From Greenland's icy mountains, from India's coral strand,
Where Afric's sunny fountains roll down their golden sand;
From many an ancient river, from many a palmy plain,
They call us to deliver their land from error's chain.

What tho' the spicy breezes blow soft o'er Ceylon's isle;
Though every prospect pleases, and only man is vile?
In vain with lavish kindness the gifts of God are strown;
The heathen in his blindness bows down to wood and stone!

Can we, whose souls are lighted with wisdom from on high,
Can we to those benighted the lamp of life deny?
Salvation! O salvation! The joyful sound proclaim,
Till earth's remotest nation has learned Messiah's Name.

Doesn't age well, does it? That's a famous missionary hymn (c. 1819) composed by Reginald Heber, the Anglican Bishop of St. Asaph. Granted that it's unfair to isolate it from its origins, the earnest evangelical piety can't quite work free of the head-patting imperial smugness: the duskier races have so much to be grateful for!

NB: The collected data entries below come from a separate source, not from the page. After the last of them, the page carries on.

//! Dependent-step executor
//!
//! Runs a list of async steps strictly in order. A step may carry a skip
//! predicate that is evaluated right before it would run; the first failure
//! aborts everything after it.

use futures::future::BoxFuture;

use crate::error::Error;

type SkipFn<'a> = Box<dyn FnOnce() -> BoxFuture<'a, Result<bool, Error>> + Send + 'a>;
type RunFn<'a> = Box<dyn FnOnce() -> BoxFuture<'a, Result<(), Error>> + Send + 'a>;

struct Step<'a> {
    name: String,
    skip: Option<SkipFn<'a>>,
    run: RunFn<'a>,
}

/// What happened to one step
#[derive(Debug, Clone, PartialEq, Eq)]
pub enum StepOutcome {
    Completed,
    Skipped,
    Failed(String),
    /// An earlier step failed
    NotRun,
}

/// Per-step outcomes plus the error that stopped the run, if any
#[derive(Debug)]
pub struct ExecutionReport {
    pub outcomes: Vec<(String, StepOutcome)>,
    pub error: Option<Error>,
}

impl ExecutionReport {
    pub fn is_success(&self) -> bool {
        self.error.is_none()
    }

    pub fn outcome(&self, name: &str) -> Option<&StepOutcome> {
        self.outcomes
            .iter()
            .find(|(step, _)| step == name)
            .map(|(_, outcome)| outcome)
    }

    pub fn into_result(self) -> Result<(), Error> {
        match self.error {
            Some(e) => Err(e),
            None => Ok(()),
        }
    }
}

#[derive(Default)]
pub struct StepExecutor<'a> {
    steps: Vec<Step<'a>>,
}

impl<'a> StepExecutor<'a> {
    pub fn new() -> Self {
        Self { steps: Vec::new() }
    }

    /// Append a step that always runs
    pub fn step<R>(mut self, name: impl Into<String>, run: R) -> Self
    where
        R: FnOnce() -> BoxFuture<'a, Result<(), Error>> + Send + 'a,
    {
        self.steps.push(Step {
            name: name.into(),
            skip: None,
            run: Box::new(run),
        });
        self
    }

    /// Append a step that is skipped when `skip` resolves to `true`
    pub fn step_unless<S, R>(mut self, name: impl Into<String>, skip: S, run: R) -> Self
    where
        S: FnOnce() -> BoxFuture<'a, Result<bool, Error>> + Send + 'a,
        R: FnOnce() -> BoxFuture<'a, Result<(), Error>> + Send + 'a,
    {
        self.steps.push(Step {
            name: name.into(),
            skip: Some(Box::new(skip)),
            run: Box::new(run),
        });
        self
    }

    pub fn len(&self) -> usize {
        self.steps.len()
    }

    pub fn is_empty(&self) -> bool {
        self.steps.is_empty()
    }

    pub async fn run(self) -> ExecutionReport {
        let mut outcomes = Vec::with_capacity(self.steps.len());
        let mut error = None;

        for step in self.steps {
            if error.is_some() {
                outcomes.push((step.name, StepOutcome::NotRun));
                continue;
            }

            let skipped = match step.skip {
                Some(skip) => skip().await,
                None => Ok(false),
            };

            let result = match skipped {
                Ok(true) => {
                    tracing::debug!("Step '{}' skipped", step.name);
                    outcomes.push((step.name, StepOutcome::Skipped));
                    continue;
                }
                Ok(false) => {
                    tracing::debug!("Step '{}' running", step.name);
                    (step.run)().await
                }
                Err(e) => Err(e),
            };

            match result {
                Ok(()) => outcomes.push((step.name, StepOutcome::Completed)),
                Err(e) => {
                    tracing::warn!("Step '{}' failed: {}", step.name, e);
                    outcomes.push((step.name, StepOutcome::Failed(e.reason())));
                    error = Some(e);
                }
            }
        }

        ExecutionReport { outcomes, error }
    }
}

Two centuries later, it's payback time. Christopher Johnson at MCJ posts Bishop Peter Akinola's decision to franchise Nigerian orthodoxy in North America:

We announce the formation of the Convocation of Anglican Nigerian Churches in America. This Convocation will function as a ministry of the Church of Nigeria in America. Our intention is not to challenge or intervene in the churches of ECUSA and the Anglican Church of Canada but rather to provide safe harbour for those who can no longer find their spiritual home in those churches. While it will initially operate under our Constitution and Canons, it will have its own legal and ecclesial structure and local suffragan episcopate.

How's that for guts? Akinola knows full well that, in Bishop Heber's terms, if it were only wood and stone his erstwhile mentors were bending over for we'd all be ahead of the game. But instead of sitting on interminable committees and task forces and getting semicoloned to death, Akinola's decided to head out into the mission field, Bible in hand, and return the favor that believing Christians once did for his own nation. Christopher Johnson obviously relishes the prospect, and speculates what consequences would follow if the cardinals now gathered in conclave were to make it a twofer:

If Francis Arinze is elected to the Chair of St. Peter, I'm not sure Nigeria could stand the shock. For it would mean that the two most important forces in worldwide Christianity, the Roman Catholic Church and the Anglican Communion, would, for all practical purposes, both be headed by Nigerians. Arinze, of course, would be the next leader of billions of Roman Catholics and Peter Akinola is rapidly becoming Archbishop of Canterbury in all but name.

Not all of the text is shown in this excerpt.